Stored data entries
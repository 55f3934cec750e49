//! The Eval Broker itself (§4.6): per-queue FIFO delivery of
//! `ScalingEvaluation`s from policy handlers to workers, with ack/nack
//! redelivery and policy-ID collapsing so a slow worker never lets two
//! stale evaluations for the same policy pile up on the same queue.

use std::collections::{HashMap, VecDeque};
use std::time::{Duration, Instant};

use parking_lot::Mutex;
use scalecore_core::{Clock, ScalingEvaluation, ScalingPolicy, SharedClock};
use tokio::sync::Notify;
use tokio_util::sync::CancellationToken;
use tracing::{debug, info, warn};
use uuid::Uuid;

use crate::error::{BrokerError, Result};

struct Unacked {
    eval: ScalingEvaluation,
    queue: String,
    worker_id: String,
    dequeued_at: Instant,
    delivery_count: u32,
}

#[derive(Default)]
struct State {
    queues: HashMap<String, VecDeque<Uuid>>,
    ready: HashMap<Uuid, ScalingEvaluation>,
    unacked: HashMap<Uuid, Unacked>,
    /// policy ID -> the one evaluation currently representing it,
    /// whether still queued or already dequeued. Used to collapse a
    /// fresh `enqueue` into the still-queued copy instead of piling up
    /// duplicates (§4.6 "policy-ID collapsing").
    policy_in_flight: HashMap<String, Uuid>,
    /// Delivery counts, keyed by evaluation ID, surviving across
    /// requeue cycles until the evaluation is acked or finally dropped.
    /// `Unacked::delivery_count` alone isn't enough since it's removed
    /// (and would otherwise reset) on every nack/redeliver.
    delivery_counts: HashMap<Uuid, u32>,
}

/// The broker: one process-wide instance shared by every policy
/// handler (producers) and worker (consumers).
pub struct EvalBroker {
    clock: SharedClock,
    delivery_limit: u32,
    ack_timeout: Duration,
    state: Mutex<State>,
    notify: Notify,
}

impl EvalBroker {
    /// Builds a broker. `delivery_limit` and `ack_timeout` come from
    /// `policy_eval { delivery_limit, ack_timeout }` (§6); production
    /// defaults are 1 and 5 minutes respectively.
    #[must_use]
    pub fn new(clock: SharedClock, delivery_limit: u32, ack_timeout: Duration) -> Self {
        Self {
            clock,
            delivery_limit,
            ack_timeout,
            state: Mutex::new(State::default()),
            notify: Notify::new(),
        }
    }

    /// Enqueues `policy` for evaluation, routed to the queue named by
    /// its `PolicyType`. If an evaluation for this policy ID is already
    /// in flight — still queued, or already dequeued into a worker's
    /// hands but not yet acked — its contents are replaced in place and
    /// no second evaluation is created: at most one in-flight evaluation
    /// ever exists per policy ID (§4.6). Returns the evaluation's ID.
    pub fn enqueue(&self, policy: ScalingPolicy) -> Uuid {
        let now = self.clock.now_utc();
        let mut state = self.state.lock();

        if let Some(&existing_id) = state.policy_in_flight.get(&policy.id) {
            if let Some(existing) = state.ready.get_mut(&existing_id) {
                debug!(policy_id = %policy.id, eval_id = %existing_id, "collapsing into already-queued evaluation");
                existing.policy = policy;
                drop(state);
                self.notify.notify_one();
                return existing_id;
            }
            if let Some(unacked) = state.unacked.get_mut(&existing_id) {
                debug!(policy_id = %policy.id, eval_id = %existing_id, "collapsing into evaluation already in a worker's hands");
                unacked.eval.policy = policy;
                return existing_id;
            }
        }

        let queue = state
            .queues
            .entry(policy.policy_type.queue_name().to_string())
            .or_default();
        let eval = ScalingEvaluation::new(policy.clone(), now);
        let id = eval.id;
        queue.push_back(id);
        state.ready.insert(id, eval);
        state.policy_in_flight.insert(policy.id, id);
        drop(state);
        self.notify.notify_one();
        id
    }

    fn try_dequeue(&self, queue_names: &[String], worker_id: &str) -> Option<ScalingEvaluation> {
        let mut state = self.state.lock();
        for name in queue_names {
            let Some(queue) = state.queues.get_mut(name) else {
                continue;
            };
            let Some(id) = queue.pop_front() else {
                continue;
            };
            let eval = state
                .ready
                .remove(&id)
                .expect("queued id always has a ready entry");
            let delivery_count = state.delivery_counts.get(&id).unwrap_or(&0) + 1;
            state.delivery_counts.insert(id, delivery_count);
            state.unacked.insert(
                id,
                Unacked {
                    eval: eval.clone(),
                    queue: name.clone(),
                    worker_id: worker_id.to_string(),
                    dequeued_at: self.clock.now_instant(),
                    delivery_count,
                },
            );
            return Some(eval);
        }
        None
    }

    /// Blocks until an evaluation is available on any of `queue_names`,
    /// `cancel` fires, or (implementation detail) the broker is
    /// dropped. Delivery is oldest-first within and across the
    /// requested queues in the order they're listed.
    pub async fn dequeue(
        &self,
        queue_names: &[String],
        worker_id: &str,
        cancel: &CancellationToken,
    ) -> Option<ScalingEvaluation> {
        loop {
            if let Some(eval) = self.try_dequeue(queue_names, worker_id) {
                return Some(eval);
            }
            tokio::select! {
                () = cancel.cancelled() => return None,
                () = self.notify.notified() => {}
            }
        }
    }

    /// Acknowledges successful (or successfully no-op'd) processing of
    /// `id` by `worker_id`, clearing it from the unacked set. Silently
    /// ignored if `id` isn't currently dequeued-but-unacked, or is held
    /// by a different worker (§4.6) — acking is advisory, never fatal.
    pub fn ack(&self, id: Uuid, worker_id: &str) {
        let mut state = self.state.lock();
        match state.unacked.get(&id) {
            Some(unacked) if unacked.worker_id == worker_id => {}
            _ => return,
        }
        let unacked = state.unacked.remove(&id).expect("checked above");
        state.delivery_counts.remove(&id);
        if state.policy_in_flight.get(&unacked.eval.policy.id) == Some(&id) {
            state.policy_in_flight.remove(&unacked.eval.policy.id);
        }
    }

    /// Negatively acknowledges `id` as held by `worker_id`: re-enqueues
    /// it at the head of its original queue if under `delivery_limit`,
    /// else drops it and logs. Silently ignored if `id` isn't currently
    /// dequeued-but-unacked, or is held by a different worker (§4.6).
    pub fn nack(&self, id: Uuid, worker_id: &str) {
        let mut state = self.state.lock();
        match state.unacked.get(&id) {
            Some(unacked) if unacked.worker_id == worker_id => {}
            _ => return,
        }
        let _ = self.requeue_or_drop(&mut state, id, "nack");
    }

    fn requeue_or_drop(&self, state: &mut State, id: Uuid, cause: &str) -> Result<()> {
        let unacked = state
            .unacked
            .remove(&id)
            .ok_or(BrokerError::NotOutstanding { id })?;

        if unacked.delivery_count < self.delivery_limit {
            debug!(eval_id = %id, delivery_count = unacked.delivery_count, cause, "redelivering evaluation");
            state
                .queues
                .entry(unacked.queue.clone())
                .or_default()
                .push_front(id);
            state.ready.insert(id, unacked.eval);
        } else {
            warn!(eval_id = %id, delivery_count = unacked.delivery_count, cause, "dropping evaluation after exhausting delivery limit");
            state.delivery_counts.remove(&id);
            if state.policy_in_flight.get(&unacked.eval.policy.id) == Some(&id) {
                state.policy_in_flight.remove(&unacked.eval.policy.id);
            }
        }
        Ok(())
    }

    /// Finds unacked evaluations whose `ack_timeout` has elapsed and
    /// treats each as an implicit nack. Returns how many were reaped.
    pub fn reap_expired(&self) -> usize {
        let now = self.clock.now_instant();
        let mut state = self.state.lock();
        let expired: Vec<Uuid> = state
            .unacked
            .iter()
            .filter(|(_, u)| now.saturating_duration_since(u.dequeued_at) >= self.ack_timeout)
            .map(|(id, _)| *id)
            .collect();
        let count = expired.len();
        for id in expired {
            let _ = self.requeue_or_drop(&mut state, id, "ack-timeout");
        }
        count
    }

    /// Runs `reap_expired` on a fixed `sweep_interval` until `cancel`
    /// fires. Intended to be spawned once per agent process alongside
    /// the worker pools.
    pub async fn run_timeout_reaper(&self, cancel: CancellationToken, sweep_interval: Duration) {
        let mut ticker = tokio::time::interval(sweep_interval);
        loop {
            tokio::select! {
                () = cancel.cancelled() => return,
                _ = ticker.tick() => {
                    let reaped = self.reap_expired();
                    if reaped > 0 {
                        info!(count = reaped, "reaped ack-timed-out evaluations");
                    }
                }
            }
        }
    }

    /// The number of evaluations currently queued (not yet dequeued)
    /// on `queue_name`, for diagnostics.
    #[must_use]
    pub fn queue_depth(&self, queue_name: &str) -> usize {
        self.state
            .lock()
            .queues
            .get(queue_name)
            .map_or(0, VecDeque::len)
    }

    /// The number of evaluations currently dequeued but unacked, for
    /// diagnostics.
    #[must_use]
    pub fn unacked_count(&self) -> usize {
        self.state.lock().unacked.len()
    }
}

| Exercise instructions |
Take the records above and return, word for word, only the lines that fall from the line with "state.delivery_counts.get(&id).unwrap_or(&0) + 1;" to the line with "at the head", both of them included.

| Result for this exercise |
            let delivery_count = state.delivery_counts.get(&id).unwrap_or(&0) + 1;
            state.delivery_counts.insert(id, delivery_count);
            state.unacked.insert(
                id,
                Unacked {
                    eval: eval.clone(),
                    queue: name.clone(),
                    worker_id: worker_id.to_string(),
                    dequeued_at: self.clock.now_instant(),
                    delivery_count,
                },
            );
            return Some(eval);
        }
        None
    }

    /// Blocks until an evaluation is available on any of `queue_names`,
    /// `cancel` fires, or (implementation detail) the broker is
    /// dropped. Delivery is oldest-first within and across the
    /// requested queues in the order they're listed.
    pub async fn dequeue(
        &self,
        queue_names: &[String],
        worker_id: &str,
        cancel: &CancellationToken,
    ) -> Option<ScalingEvaluation> {
        loop {
            if let Some(eval) = self.try_dequeue(queue_names, worker_id) {
                return Some(eval);
            }
            tokio::select! {
                () = cancel.cancelled() => return None,
                () = self.notify.notified() => {}
            }
        }
    }

    /// Acknowledges successful (or successfully no-op'd) processing of
    /// `id` by `worker_id`, clearing it from the unacked set. Silently
    /// ignored if `id` isn't currently dequeued-but-unacked, or is held
    /// by a different worker (§4.6) — acking is advisory, never fatal.
    pub fn ack(&self, id: Uuid, worker_id: &str) {
        let mut state = self.state.lock();
        match state.unacked.get(&id) {
            Some(unacked) if unacked.worker_id == worker_id => {}
            _ => return,
        }
        let unacked = state.unacked.remove(&id).expect("checked above");
        state.delivery_counts.remove(&id);
        if state.policy_in_flight.get(&unacked.eval.policy.id) == Some(&id) {
            state.policy_in_flight.remove(&unacked.eval.policy.id);
        }
    }

    /// Negatively acknowledges `id` as held by `worker_id`: re-enqueues
    /// it at the head of its original queue if under `delivery_limit`,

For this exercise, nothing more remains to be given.